Awalnya sebagai anggota Kelompok Tani Sedyo Rukun. Seiring berjalannya waktu saya jadi pengurus. Kemudian tahun 2013 dipercaya teman-teman jadi ketua HKm Sedyo Rukun. Ternyata ada rasa suka dengan berkecimpung di hutan.
Kami bisa bareng-bareng mengelola hutan, menanam, memelihara, memanen. Sampai tahun 2019 saya dipercaya menjadi ketua KWML. Pada tahun itu koperasi direvitalisasi, yang semula mengalami masa vakum karena tidak ada kegiatan oleh pengurus dan anggota saat itu.
Dengan keikhlasan untuk mencintai hutan maka semua kegiatan bisa kami laksanakan dengan lancar. Ini tidak terlepas dari dukungan dan motivasi dari anggota kempok dan para stakeholder yang terkait.
Mongabay: Mengapa suka bidang kehutanan?
Ketika pertama kali masuk saya tidak tahu juga. Sempat ada keraguan, apakah saya bisa, apakah saya mampu mengelola dengan membawa teman-teman yang banyak itu. Awalnya seperti itu. Tetapi setelah saya lakukan, ternyata itu bukan sesuatu yang sulit.
Ketika kami mengadakan penebangan kayu, melaksanakan penanaman, ternyata di sana kami menemukan sesuatu yang menyenangkan. Cuma satu yang tidak bisa saya lakukan. Perempuan kalau disuruh angkat-angkat memang bukan bidangnya ya.
Mongabay: Menurut Anda keterlibatan petani hutan perempuan di sini seperti apa?
Saya menilai petani perempuan saat ini justru kegiatannya semakin aktif. Lebih aktif dibandingkan laki-lakinya. Masalahnya mungkin, bapak-bapak tidak fokus di pertanian saja. Kadang-kadang mereka juga bekerja di luar, bekerja di kota, ada yang menjadi tukang, dan sebagainya.

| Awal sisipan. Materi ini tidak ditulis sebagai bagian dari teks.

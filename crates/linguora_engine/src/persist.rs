use std::fs;
use std::io::{self, Write};
use std::path::{Path, PathBuf};

use tempfile::NamedTempFile;
use thiserror::Error;

#[derive(Debug, Error)]
pub enum PersistError {
    #[error("output directory missing or not writable: {0}")]
    OutputDir(String),
    #[error("io error: {0}")]
    Io(#[from] io::Error),
}

/// Ensure output directory exists; create if missing.
pub fn ensure_output_dir(dir: &Path) -> Result<(), PersistError> {
    if dir.exists() {
        let meta = fs::metadata(dir).map_err(|e| PersistError::OutputDir(e.to_string()))?;
        if !meta.is_dir() {
            return Err(PersistError::OutputDir(format!(
                "{} is not a directory",
                dir.display()
            )));
        }
    } else {
        fs::create_dir_all(dir).map_err(|e| PersistError::OutputDir(e.to_string()))?;
    }
    Ok(())
}

/// Writes whole files under one directory via temp file + rename.
#[derive(Debug, Clone)]
pub struct AtomicFileWriter {
    dir: PathBuf,
}

impl AtomicFileWriter {
    pub fn new(dir: PathBuf) -> Self {
        Self { dir }
    }

    pub fn dir(&self) -> &Path {
        &self.dir
    }

    pub fn write(&self, filename: &str, content: impl AsRef<[u8]>) -> Result<PathBuf, PersistError> {
        self.write_unless(filename, content, || false)
            .map(|written| written.unwrap_or_else(|| self.dir.join(filename)))
    }

    /// Like [`AtomicFileWriter::write`], but `abort` is asked once the data
    /// is staged. When it returns true the temp file is discarded, nothing
    /// under `filename` changes and `Ok(None)` is returned.
    pub fn write_unless<F>(
        &self,
        filename: &str,
        content: impl AsRef<[u8]>,
        abort: F,
    ) -> Result<Option<PathBuf>, PersistError>
    where
        F: FnOnce() -> bool,
    {
        ensure_output_dir(&self.dir)?;

        let target = self.dir.join(filename);
        let mut tmp = NamedTempFile::new_in(&self.dir)?;
        tmp.write_all(content.as_ref())?;
        tmp.flush()?;
        tmp.as_file_mut().sync_all()?;

        if abort() {
            tmp.close()?;
            return Ok(None);
        }

        // A previous artifact with the same name is replaced.
        if target.exists() {
            fs::remove_file(&target)?;
        }
        tmp.persist(&target).map_err(|e| PersistError::Io(e.error))?;
        Ok(Some(target))
    }
}
use std::path::PathBuf;

use crate::language::sort_by_name;
use crate::view_model::{AppViewModel, DocumentView, TextView};
use crate::{Failure, Formality, JobId, JobRequest, JobStatus, Language, TranslationJob};

/// Phase of the document workflow.
#[derive(Debug, Clone, PartialEq, Eq, Default)]
pub enum Phase {
    #[default]
    Idle,
    Uploading,
    AwaitingStatus,
    Downloading,
    Completed,
    Failed(Failure),
}

impl Phase {
    /// True while a job is in flight and owns engine resources.
    pub fn is_busy(&self) -> bool {
        matches!(
            self,
            Phase::Uploading | Phase::AwaitingStatus | Phase::Downloading
        )
    }
}

#[derive(Debug, Clone, PartialEq, Eq, Default)]
pub(crate) struct DocumentState {
    pub(crate) languages: Vec<Language>,
    pub(crate) target_lang: Option<String>,
    pub(crate) source_lang: Option<String>,
    pub(crate) formality: Formality,
    pub(crate) phase: Phase,
    pub(crate) request: Option<JobRequest>,
    pub(crate) job: Option<TranslationJob>,
    pub(crate) validation: Option<String>,
    pub(crate) status_updates: usize,
}

#[derive(Debug, Clone, PartialEq, Eq, Default)]
pub(crate) struct TextState {
    pub(crate) languages: Vec<Language>,
    pub(crate) input: String,
    pub(crate) output: Option<String>,
    pub(crate) target_lang: Option<String>,
    pub(crate) source_lang: Option<String>,
    pub(crate) pending: Option<JobId>,
    pub(crate) message: Option<String>,
}

/// Everything one screen session knows. Mutated only through [`crate::update`].
#[derive(Debug, Clone, PartialEq, Eq, Default)]
pub struct AppState {
    pub(crate) document: DocumentState,
    pub(crate) text: TextState,
    last_id: JobId,
    dirty: bool,
}

impl AppState {
    pub fn new() -> Self {
        Self::default()
    }

    pub fn view(&self) -> AppViewModel {
        let doc = &self.document;
        AppViewModel {
            document: DocumentView {
                languages: doc.languages.clone(),
                target_lang: doc.target_lang.clone(),
                source_lang: doc.source_lang.clone(),
                formality: doc.formality,
                phase: doc.phase.clone(),
                file_name: doc.request.as_ref().map(|r| r.file_name.clone()),
                job_status: self.displayed_status(),
                artifact_path: doc.job.as_ref().and_then(|j| j.artifact_path.clone()),
                status_line: self.document_status_line(),
                can_submit: has_value(&doc.target_lang),
                busy: doc.phase.is_busy(),
                status_updates: doc.status_updates,
            },
            text: TextView {
                languages: self.text.languages.clone(),
                input: self.text.input.clone(),
                output: self.text.output.clone(),
                target_lang: self.text.target_lang.clone(),
                source_lang: self.text.source_lang.clone(),
                translating: self.text.pending.is_some(),
                message: self.text.message.clone(),
            },
            dirty: self.dirty,
        }
    }

    /// Returns whether anything changed since the last call, and resets the flag.
    pub fn consume_dirty(&mut self) -> bool {
        std::mem::take(&mut self.dirty)
    }

    pub fn phase(&self) -> &Phase {
        &self.document.phase
    }

    pub fn job(&self) -> Option<&TranslationJob> {
        self.document.job.as_ref()
    }

    /// Id of the document job currently owning the workflow, if any.
    pub fn active_job_id(&self) -> Option<JobId> {
        self.document.request.as_ref().map(|r| r.job_id)
    }

    pub(crate) fn mark_dirty(&mut self) {
        self.dirty = true;
    }

    pub(crate) fn next_id(&mut self) -> JobId {
        self.last_id += 1;
        self.last_id
    }

    pub(crate) fn set_languages(&mut self, languages: Vec<Language>) {
        let mut sorted = languages.clone();
        sort_by_name(&mut sorted);
        self.document.languages = sorted;
        self.document.target_lang = None;
        self.document.source_lang = None;
        self.text.languages = languages;
        self.text.target_lang = None;
        self.text.source_lang = None;
    }

    /// Current request when `job_id` still owns the workflow in `phase`.
    pub(crate) fn is_current(&self, job_id: JobId, phase: &Phase) -> bool {
        self.active_job_id() == Some(job_id) && &self.document.phase == phase
    }

    pub(crate) fn begin_upload(&mut self, request: JobRequest) {
        self.document.request = Some(request);
        self.document.job = None;
        self.document.validation = None;
        self.document.status_updates = 0;
        self.document.phase = Phase::Uploading;
    }

    pub(crate) fn fail(&mut self, failure: Failure) {
        self.document.phase = Phase::Failed(failure);
    }

    pub(crate) fn reset_document(&mut self) {
        let languages = std::mem::take(&mut self.document.languages);
        let target_lang = self.document.target_lang.take();
        let source_lang = self.document.source_lang.take();
        let formality = self.document.formality;
        self.document = DocumentState {
            languages,
            target_lang,
            source_lang,
            formality,
            ..DocumentState::default()
        };
    }

    pub(crate) fn set_artifact(&mut self, path: PathBuf) {
        if let Some(job) = self.document.job.as_mut() {
            job.artifact_path = Some(path);
        }
        self.document.phase = Phase::Completed;
    }

    fn displayed_status(&self) -> Option<JobStatus> {
        match self.document.phase {
            Phase::Idle | Phase::Uploading => None,
            _ => self.document.job.as_ref().map(|job| job.status),
        }
    }

    fn document_status_line(&self) -> String {
        let doc = &self.document;
        if let Some(message) = &doc.validation {
            return message.clone();
        }
        match &doc.phase {
            Phase::Idle => String::new(),
            Phase::Uploading => "Uploading document…".to_string(),
            Phase::AwaitingStatus => {
                let status = doc.job.as_ref().map(|j| j.status).unwrap_or_default();
                format!("Status: {status}")
            }
            Phase::Downloading => "Downloading translated file…".to_string(),
            Phase::Completed => "Translation complete".to_string(),
            Phase::Failed(failure) => failure.status_text(),
        }
    }
}

fn has_value(value: &Option<String>) -> bool {
    value.as_deref().is_some_and(|v| !v.trim().is_empty())
}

Perempuan bekerja di dalam bidang pertanian menurut pandangan kami lebih telaten, mendalam dan detil dibanding dengan bapak-bapak. Ketika dipegang perempuan menurut saya persentase keberhasilannya bisa dibilang lebih tinggi daripada yang dikelola bapak-bapak.
Memang, kalau di sektor kehutanan secara umum itu agak kurang. Permasalahannya sektor hutan berhubungan dengan kayu. Ketika berhubungan dengan kayu atau olahan, lebih condong banyak laki-lakinya daripada perempuan.
Mongabay: Mengapa perempuan di sini bisa lebih aktif berorganisasi?
Saya juga tidak tahu, apa karena mungkin ketuanya perempuan, jadi kami lebih mudah menggerakkan ibu-ibunya. Bahkan ketika melakukan tebangan kayu di situ juga ada perempuan yang ikut. Kami ikutkan dua perempuan untuk mencatat di buku ukur. Meski panas atau hujan, mereka kita libatkan di sana.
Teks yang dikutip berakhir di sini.